## PROBLEM REQUIREMENTS
Which lines of the entries below hold the word "TimeSigType"? Report each of them.

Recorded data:
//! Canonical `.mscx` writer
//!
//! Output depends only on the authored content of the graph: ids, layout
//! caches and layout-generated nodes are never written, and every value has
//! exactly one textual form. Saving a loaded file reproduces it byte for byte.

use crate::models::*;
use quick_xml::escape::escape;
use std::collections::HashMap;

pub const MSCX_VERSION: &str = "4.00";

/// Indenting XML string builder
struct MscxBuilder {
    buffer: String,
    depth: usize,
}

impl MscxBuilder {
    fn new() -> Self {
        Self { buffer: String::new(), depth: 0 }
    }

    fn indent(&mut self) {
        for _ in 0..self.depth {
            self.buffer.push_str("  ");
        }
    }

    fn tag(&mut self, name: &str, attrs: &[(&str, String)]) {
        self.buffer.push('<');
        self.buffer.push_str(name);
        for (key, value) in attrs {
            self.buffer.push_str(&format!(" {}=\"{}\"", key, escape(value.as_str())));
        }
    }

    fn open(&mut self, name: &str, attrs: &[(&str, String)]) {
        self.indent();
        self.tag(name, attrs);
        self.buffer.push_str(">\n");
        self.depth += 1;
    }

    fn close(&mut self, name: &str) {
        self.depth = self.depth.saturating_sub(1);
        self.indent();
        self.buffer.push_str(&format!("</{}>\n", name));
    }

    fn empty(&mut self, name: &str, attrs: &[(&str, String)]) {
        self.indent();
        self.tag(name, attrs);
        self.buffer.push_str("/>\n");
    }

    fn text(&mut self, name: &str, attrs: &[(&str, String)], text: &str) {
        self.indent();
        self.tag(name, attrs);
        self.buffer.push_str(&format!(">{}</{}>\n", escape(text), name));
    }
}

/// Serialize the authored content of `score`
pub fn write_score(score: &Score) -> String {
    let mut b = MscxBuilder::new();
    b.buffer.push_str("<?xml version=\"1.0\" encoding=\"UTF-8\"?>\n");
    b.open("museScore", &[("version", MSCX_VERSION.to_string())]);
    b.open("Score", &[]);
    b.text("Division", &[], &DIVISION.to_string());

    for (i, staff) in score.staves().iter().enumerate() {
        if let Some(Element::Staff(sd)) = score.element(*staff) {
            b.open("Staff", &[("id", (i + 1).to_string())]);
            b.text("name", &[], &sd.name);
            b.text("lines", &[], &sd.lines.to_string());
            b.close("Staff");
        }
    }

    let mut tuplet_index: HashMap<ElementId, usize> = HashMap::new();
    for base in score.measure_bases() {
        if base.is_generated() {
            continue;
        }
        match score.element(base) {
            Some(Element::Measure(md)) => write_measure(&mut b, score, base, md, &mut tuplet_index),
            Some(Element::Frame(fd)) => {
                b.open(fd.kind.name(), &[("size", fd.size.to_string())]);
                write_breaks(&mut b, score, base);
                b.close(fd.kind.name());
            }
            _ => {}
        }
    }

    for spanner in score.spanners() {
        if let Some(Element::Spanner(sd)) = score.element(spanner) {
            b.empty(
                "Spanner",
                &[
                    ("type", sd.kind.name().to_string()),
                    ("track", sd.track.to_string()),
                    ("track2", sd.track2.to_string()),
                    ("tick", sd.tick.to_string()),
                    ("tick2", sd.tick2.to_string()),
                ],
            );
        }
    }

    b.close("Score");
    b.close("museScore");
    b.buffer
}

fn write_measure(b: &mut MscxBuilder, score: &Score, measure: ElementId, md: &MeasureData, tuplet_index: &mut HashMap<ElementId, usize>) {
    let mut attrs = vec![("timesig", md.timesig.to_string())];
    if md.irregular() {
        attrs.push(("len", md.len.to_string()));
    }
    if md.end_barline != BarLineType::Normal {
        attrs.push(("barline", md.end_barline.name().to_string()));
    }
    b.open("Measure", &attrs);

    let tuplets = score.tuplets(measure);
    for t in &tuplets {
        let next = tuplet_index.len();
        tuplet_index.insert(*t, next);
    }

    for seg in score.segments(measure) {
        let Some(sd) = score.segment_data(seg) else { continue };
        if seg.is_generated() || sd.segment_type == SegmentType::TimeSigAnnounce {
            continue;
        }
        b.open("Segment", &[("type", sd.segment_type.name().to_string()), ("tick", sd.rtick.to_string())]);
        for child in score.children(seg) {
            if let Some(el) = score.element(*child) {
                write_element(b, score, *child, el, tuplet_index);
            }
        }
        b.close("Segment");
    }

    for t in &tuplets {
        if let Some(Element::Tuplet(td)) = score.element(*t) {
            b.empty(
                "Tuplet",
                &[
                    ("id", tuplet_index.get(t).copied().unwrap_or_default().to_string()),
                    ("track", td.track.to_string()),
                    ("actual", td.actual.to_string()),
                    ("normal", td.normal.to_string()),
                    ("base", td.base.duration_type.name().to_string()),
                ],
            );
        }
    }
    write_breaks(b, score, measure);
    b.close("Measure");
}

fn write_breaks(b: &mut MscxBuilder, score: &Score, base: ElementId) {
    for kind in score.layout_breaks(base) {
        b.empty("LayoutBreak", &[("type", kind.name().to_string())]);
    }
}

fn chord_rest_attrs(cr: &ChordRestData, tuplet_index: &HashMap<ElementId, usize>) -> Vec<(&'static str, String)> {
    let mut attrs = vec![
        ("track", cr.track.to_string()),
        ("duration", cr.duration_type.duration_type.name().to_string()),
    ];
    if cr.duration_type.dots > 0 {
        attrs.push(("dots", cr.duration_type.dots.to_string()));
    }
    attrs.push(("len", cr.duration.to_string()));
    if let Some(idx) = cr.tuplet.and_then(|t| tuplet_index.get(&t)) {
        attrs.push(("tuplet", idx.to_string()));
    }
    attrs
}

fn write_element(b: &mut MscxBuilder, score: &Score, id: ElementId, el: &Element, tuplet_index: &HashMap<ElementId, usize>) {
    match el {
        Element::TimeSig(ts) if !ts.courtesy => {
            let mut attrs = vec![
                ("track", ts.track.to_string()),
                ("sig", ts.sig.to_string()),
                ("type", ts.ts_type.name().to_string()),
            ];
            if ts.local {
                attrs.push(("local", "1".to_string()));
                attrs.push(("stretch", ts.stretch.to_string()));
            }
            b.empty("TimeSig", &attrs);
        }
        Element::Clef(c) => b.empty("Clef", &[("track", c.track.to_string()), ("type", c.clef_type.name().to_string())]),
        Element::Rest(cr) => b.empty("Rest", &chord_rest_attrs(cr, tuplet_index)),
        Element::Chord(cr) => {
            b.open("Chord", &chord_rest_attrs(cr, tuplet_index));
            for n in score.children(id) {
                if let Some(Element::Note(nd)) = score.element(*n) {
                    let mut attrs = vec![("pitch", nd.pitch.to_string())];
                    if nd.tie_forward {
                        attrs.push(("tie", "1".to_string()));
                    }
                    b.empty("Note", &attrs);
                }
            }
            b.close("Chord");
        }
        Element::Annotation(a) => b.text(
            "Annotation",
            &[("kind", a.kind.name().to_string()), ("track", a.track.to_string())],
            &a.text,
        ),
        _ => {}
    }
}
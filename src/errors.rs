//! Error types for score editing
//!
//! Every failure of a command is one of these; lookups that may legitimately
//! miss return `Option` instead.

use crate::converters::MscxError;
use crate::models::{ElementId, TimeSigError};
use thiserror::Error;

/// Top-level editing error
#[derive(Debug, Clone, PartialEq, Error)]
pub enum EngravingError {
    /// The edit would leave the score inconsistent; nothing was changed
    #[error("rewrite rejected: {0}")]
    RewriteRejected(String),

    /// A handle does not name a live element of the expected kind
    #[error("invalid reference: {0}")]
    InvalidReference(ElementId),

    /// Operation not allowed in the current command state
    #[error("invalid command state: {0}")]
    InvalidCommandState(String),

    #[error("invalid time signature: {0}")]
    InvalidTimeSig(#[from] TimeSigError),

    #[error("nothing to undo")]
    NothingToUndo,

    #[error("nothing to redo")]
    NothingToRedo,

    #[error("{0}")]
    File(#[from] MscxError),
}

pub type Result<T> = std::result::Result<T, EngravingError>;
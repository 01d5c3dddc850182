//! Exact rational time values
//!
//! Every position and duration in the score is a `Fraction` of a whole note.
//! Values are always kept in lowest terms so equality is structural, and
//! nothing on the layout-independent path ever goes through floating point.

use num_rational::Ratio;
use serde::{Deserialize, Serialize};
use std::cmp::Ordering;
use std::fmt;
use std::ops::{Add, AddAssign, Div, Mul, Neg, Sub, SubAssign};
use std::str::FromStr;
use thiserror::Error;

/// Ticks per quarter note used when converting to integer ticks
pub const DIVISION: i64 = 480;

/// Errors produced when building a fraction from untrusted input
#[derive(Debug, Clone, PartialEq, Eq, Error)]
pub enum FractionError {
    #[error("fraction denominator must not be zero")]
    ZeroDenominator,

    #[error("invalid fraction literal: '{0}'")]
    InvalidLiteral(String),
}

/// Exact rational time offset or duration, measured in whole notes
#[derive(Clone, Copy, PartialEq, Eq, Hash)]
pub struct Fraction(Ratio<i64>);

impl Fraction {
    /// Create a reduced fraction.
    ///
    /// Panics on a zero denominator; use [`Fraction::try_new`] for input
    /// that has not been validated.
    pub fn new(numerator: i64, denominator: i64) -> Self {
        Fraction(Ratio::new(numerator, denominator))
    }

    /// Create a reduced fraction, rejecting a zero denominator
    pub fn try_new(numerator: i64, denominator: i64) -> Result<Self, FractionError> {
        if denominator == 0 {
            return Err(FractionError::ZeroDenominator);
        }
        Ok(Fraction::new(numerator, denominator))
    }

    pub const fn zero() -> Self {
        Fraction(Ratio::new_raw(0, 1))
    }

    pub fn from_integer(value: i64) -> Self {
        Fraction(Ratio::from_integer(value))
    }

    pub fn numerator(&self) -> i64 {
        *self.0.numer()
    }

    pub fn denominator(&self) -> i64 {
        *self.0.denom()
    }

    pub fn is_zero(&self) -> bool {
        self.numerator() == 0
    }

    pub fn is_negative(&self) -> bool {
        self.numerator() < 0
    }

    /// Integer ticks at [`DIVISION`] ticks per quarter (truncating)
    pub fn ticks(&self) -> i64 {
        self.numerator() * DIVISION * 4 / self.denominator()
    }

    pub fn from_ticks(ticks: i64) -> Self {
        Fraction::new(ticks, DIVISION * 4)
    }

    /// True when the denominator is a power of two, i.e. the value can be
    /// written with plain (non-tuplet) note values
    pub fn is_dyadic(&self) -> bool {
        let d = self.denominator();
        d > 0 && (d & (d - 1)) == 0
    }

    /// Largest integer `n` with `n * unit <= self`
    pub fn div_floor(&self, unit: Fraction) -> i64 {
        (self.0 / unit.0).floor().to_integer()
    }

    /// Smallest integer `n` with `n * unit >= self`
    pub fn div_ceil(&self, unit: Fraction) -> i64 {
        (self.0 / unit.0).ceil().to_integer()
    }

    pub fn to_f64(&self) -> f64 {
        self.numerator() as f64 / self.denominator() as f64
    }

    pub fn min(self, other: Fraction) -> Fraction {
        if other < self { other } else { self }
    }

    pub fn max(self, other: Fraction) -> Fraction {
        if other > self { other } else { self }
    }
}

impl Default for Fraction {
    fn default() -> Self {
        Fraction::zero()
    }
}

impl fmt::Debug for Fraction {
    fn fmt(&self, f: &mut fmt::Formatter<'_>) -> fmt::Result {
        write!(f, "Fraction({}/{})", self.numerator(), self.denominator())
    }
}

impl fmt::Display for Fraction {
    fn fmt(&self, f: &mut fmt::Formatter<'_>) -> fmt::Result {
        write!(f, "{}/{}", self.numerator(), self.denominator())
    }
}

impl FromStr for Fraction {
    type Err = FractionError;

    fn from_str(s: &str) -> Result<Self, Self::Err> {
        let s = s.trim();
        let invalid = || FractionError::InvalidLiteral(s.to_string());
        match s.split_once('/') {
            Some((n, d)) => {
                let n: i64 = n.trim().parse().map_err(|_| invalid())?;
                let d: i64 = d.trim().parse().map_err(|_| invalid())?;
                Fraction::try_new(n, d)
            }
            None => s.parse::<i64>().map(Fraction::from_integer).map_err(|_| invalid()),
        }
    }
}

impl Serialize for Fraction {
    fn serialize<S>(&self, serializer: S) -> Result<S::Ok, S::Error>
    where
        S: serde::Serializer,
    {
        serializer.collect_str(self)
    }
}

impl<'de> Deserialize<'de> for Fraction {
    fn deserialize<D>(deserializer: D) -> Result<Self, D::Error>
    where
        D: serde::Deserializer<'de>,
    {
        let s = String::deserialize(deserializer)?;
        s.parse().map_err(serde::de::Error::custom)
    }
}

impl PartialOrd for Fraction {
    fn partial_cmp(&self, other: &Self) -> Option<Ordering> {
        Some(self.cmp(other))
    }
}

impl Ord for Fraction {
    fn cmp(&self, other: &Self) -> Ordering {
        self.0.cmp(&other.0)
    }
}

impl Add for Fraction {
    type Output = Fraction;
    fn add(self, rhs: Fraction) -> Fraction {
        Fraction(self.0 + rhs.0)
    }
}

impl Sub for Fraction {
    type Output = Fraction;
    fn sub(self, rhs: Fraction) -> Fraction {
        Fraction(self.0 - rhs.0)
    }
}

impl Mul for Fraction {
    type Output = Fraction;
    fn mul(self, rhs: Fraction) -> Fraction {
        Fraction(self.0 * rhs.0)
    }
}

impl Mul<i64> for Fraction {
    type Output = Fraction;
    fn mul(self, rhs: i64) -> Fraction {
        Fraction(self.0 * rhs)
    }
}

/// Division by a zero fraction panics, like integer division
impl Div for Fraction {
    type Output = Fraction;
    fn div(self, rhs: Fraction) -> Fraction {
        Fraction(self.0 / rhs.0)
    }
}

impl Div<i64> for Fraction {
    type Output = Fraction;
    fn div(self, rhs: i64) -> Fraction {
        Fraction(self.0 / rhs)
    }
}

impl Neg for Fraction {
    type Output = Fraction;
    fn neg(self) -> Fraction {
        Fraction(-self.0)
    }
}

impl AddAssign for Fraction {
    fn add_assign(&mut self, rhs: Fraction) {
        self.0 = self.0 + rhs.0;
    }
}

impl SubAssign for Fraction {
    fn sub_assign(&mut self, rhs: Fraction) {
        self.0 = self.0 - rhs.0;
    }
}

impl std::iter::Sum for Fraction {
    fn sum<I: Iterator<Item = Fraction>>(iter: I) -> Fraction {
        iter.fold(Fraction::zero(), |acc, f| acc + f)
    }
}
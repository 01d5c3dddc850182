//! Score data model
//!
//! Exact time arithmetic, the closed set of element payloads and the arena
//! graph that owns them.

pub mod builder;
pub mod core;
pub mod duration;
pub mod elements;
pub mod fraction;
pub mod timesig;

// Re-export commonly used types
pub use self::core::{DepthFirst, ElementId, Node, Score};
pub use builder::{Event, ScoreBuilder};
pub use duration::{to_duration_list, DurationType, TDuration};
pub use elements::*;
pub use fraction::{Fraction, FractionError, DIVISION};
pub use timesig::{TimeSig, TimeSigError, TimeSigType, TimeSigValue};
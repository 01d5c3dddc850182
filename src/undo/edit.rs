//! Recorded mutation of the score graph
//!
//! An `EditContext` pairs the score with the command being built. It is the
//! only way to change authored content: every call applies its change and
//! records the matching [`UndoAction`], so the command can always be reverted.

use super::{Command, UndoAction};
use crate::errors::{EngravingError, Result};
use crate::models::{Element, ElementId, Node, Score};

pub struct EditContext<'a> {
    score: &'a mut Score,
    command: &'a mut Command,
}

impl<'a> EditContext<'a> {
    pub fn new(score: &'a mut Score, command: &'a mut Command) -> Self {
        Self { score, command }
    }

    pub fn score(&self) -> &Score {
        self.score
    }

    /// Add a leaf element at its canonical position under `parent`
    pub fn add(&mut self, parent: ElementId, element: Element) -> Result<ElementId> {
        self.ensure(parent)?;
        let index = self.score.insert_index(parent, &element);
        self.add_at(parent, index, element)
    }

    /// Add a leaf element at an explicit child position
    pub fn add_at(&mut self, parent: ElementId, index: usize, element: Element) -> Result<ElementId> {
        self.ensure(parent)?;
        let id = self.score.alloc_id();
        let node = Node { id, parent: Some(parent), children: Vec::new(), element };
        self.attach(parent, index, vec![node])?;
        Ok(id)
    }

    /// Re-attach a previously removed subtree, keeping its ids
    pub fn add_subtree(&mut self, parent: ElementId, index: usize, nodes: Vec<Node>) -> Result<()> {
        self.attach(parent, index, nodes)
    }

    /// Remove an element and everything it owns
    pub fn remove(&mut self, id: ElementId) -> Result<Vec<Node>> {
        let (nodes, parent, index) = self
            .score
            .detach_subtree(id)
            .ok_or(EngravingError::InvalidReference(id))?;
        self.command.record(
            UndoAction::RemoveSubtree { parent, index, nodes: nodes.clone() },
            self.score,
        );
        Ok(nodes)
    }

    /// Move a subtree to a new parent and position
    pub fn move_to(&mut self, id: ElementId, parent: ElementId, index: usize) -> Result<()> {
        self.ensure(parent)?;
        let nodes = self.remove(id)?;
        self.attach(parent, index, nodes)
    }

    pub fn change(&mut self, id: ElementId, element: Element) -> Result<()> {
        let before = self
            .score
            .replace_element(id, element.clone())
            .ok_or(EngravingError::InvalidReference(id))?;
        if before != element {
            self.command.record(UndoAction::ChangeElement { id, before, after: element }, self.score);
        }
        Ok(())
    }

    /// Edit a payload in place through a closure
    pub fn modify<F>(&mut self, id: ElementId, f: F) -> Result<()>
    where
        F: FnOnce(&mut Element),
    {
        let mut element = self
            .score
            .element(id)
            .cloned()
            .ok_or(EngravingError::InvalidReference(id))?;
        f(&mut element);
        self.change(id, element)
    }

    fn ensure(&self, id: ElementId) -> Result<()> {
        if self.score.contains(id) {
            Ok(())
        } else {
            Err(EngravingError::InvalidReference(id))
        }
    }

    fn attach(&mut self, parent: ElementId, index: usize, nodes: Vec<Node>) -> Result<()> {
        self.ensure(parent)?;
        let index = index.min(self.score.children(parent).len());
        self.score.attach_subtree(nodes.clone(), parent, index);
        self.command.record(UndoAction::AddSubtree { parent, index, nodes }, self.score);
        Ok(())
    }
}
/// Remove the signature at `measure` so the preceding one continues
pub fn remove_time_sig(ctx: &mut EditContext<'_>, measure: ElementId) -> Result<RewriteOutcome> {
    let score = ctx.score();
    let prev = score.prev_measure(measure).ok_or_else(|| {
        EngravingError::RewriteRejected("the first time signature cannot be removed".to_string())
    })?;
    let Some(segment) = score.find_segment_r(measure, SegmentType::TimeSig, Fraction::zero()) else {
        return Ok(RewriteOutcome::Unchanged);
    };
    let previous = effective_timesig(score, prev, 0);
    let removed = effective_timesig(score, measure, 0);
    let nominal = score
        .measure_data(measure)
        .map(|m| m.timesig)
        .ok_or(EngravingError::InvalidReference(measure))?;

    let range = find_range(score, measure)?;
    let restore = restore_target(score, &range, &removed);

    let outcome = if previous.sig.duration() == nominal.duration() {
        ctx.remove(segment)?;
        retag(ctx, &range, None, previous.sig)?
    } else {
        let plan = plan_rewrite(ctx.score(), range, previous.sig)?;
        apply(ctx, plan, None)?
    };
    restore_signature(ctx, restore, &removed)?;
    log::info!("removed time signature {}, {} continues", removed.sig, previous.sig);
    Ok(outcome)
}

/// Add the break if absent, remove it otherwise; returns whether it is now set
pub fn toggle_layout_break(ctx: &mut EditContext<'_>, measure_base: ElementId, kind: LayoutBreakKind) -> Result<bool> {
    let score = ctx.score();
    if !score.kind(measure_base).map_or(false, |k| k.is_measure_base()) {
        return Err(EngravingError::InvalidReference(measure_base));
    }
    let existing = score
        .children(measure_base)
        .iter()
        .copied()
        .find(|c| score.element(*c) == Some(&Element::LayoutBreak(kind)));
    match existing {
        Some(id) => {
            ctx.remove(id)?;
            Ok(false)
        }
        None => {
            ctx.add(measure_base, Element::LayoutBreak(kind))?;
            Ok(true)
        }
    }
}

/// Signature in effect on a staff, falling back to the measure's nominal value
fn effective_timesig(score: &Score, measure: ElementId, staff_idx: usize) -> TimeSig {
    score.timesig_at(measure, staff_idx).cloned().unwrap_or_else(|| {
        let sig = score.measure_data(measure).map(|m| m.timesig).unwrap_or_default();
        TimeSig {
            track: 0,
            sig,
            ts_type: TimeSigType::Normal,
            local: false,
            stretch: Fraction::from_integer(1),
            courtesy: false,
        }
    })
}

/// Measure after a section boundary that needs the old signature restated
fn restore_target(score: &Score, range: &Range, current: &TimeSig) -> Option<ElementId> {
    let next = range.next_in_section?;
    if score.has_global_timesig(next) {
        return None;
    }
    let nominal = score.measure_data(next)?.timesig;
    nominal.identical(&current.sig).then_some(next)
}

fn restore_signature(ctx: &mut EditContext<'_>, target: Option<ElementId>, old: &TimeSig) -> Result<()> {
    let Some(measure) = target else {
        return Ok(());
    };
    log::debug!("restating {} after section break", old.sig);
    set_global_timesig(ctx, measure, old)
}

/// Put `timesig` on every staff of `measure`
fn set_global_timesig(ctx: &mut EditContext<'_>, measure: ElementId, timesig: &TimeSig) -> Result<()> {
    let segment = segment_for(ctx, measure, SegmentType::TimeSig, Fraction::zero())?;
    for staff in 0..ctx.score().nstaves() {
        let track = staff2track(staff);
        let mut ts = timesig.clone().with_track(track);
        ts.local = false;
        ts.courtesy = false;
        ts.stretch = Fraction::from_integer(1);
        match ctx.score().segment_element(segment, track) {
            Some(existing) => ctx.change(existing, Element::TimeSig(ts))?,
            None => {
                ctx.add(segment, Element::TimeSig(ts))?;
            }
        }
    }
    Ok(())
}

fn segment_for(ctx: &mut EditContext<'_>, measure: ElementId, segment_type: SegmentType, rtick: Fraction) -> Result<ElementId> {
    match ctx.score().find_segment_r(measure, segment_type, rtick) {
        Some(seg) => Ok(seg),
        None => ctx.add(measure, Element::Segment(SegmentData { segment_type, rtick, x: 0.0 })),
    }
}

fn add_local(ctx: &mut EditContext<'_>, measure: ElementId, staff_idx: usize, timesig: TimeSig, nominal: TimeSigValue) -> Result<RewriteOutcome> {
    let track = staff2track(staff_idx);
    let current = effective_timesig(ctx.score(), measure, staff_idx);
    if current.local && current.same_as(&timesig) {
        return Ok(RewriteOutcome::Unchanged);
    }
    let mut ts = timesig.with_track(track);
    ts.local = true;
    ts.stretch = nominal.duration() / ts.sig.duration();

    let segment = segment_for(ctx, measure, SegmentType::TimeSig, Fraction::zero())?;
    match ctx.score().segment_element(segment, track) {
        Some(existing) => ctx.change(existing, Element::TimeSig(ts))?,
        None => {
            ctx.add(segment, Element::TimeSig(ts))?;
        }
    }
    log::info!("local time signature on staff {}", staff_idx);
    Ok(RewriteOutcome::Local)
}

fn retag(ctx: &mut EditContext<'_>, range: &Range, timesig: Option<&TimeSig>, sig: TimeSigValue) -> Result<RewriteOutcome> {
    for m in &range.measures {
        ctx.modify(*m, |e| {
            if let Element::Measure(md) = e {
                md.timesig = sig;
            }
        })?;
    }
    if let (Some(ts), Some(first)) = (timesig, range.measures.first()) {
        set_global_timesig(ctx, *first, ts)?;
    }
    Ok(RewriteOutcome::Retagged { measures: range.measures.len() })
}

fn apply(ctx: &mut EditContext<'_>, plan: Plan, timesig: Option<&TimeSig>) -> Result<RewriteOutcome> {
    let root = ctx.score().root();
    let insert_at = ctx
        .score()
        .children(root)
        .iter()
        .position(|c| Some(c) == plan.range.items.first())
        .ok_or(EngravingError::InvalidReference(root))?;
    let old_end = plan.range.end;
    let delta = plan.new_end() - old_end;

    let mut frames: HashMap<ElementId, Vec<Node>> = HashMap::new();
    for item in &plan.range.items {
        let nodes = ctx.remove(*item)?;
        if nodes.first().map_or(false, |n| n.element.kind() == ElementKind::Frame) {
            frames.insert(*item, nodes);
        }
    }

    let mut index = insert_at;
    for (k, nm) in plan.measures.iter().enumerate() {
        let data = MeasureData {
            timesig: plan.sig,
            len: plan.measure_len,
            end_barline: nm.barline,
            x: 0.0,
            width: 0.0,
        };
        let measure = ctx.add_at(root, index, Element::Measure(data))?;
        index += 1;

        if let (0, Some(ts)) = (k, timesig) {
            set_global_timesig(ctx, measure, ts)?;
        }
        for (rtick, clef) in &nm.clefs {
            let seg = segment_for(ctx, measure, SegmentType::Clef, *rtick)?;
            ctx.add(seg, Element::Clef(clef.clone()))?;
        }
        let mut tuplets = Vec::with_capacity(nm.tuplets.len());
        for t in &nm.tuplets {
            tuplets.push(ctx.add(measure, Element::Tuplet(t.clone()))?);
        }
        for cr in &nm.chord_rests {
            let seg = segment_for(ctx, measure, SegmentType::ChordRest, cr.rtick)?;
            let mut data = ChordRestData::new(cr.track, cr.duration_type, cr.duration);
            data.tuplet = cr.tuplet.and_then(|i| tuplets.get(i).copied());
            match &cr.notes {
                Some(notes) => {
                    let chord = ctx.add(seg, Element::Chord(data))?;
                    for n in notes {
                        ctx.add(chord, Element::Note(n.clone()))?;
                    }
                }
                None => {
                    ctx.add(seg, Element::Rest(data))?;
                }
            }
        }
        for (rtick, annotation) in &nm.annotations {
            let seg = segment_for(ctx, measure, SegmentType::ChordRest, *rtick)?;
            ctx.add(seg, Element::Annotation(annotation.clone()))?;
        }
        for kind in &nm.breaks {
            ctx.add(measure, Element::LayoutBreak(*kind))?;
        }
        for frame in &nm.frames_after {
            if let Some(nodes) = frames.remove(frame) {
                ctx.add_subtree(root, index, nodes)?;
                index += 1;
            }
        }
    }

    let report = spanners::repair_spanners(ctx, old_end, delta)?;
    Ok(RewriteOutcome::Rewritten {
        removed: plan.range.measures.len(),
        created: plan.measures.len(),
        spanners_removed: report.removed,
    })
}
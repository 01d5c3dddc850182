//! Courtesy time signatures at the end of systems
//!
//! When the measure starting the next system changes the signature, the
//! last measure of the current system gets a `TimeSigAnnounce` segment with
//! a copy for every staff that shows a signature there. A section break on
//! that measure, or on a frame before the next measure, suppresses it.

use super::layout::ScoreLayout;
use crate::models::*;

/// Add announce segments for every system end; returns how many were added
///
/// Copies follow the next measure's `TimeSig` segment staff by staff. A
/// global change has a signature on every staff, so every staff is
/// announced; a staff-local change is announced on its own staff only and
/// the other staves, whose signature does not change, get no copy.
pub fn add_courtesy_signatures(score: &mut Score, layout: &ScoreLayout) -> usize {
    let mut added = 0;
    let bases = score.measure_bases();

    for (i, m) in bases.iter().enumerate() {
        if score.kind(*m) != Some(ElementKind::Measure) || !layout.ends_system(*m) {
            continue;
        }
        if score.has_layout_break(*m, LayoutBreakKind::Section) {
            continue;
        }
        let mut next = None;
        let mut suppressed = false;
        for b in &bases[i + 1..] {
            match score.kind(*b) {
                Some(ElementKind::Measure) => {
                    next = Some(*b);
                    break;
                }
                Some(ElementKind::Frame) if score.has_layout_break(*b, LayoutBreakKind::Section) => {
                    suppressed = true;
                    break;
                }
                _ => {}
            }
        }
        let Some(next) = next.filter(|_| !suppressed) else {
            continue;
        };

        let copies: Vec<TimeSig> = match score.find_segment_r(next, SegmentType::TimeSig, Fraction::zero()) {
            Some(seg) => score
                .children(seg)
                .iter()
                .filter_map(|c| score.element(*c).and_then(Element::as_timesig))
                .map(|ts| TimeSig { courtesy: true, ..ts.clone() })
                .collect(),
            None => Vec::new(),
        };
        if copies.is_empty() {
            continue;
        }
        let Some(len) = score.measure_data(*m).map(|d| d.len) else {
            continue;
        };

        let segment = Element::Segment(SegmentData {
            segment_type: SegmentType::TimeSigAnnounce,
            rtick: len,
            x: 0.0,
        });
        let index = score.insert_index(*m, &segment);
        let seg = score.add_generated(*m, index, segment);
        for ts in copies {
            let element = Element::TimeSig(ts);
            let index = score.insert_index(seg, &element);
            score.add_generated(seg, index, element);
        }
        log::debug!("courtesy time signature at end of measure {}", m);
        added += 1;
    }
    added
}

## SOLUTION FOR THIS TASK
pub use timesig::{TimeSig, TimeSigError, TimeSigType, TimeSigValue};
            ts_type: TimeSigType::Normal,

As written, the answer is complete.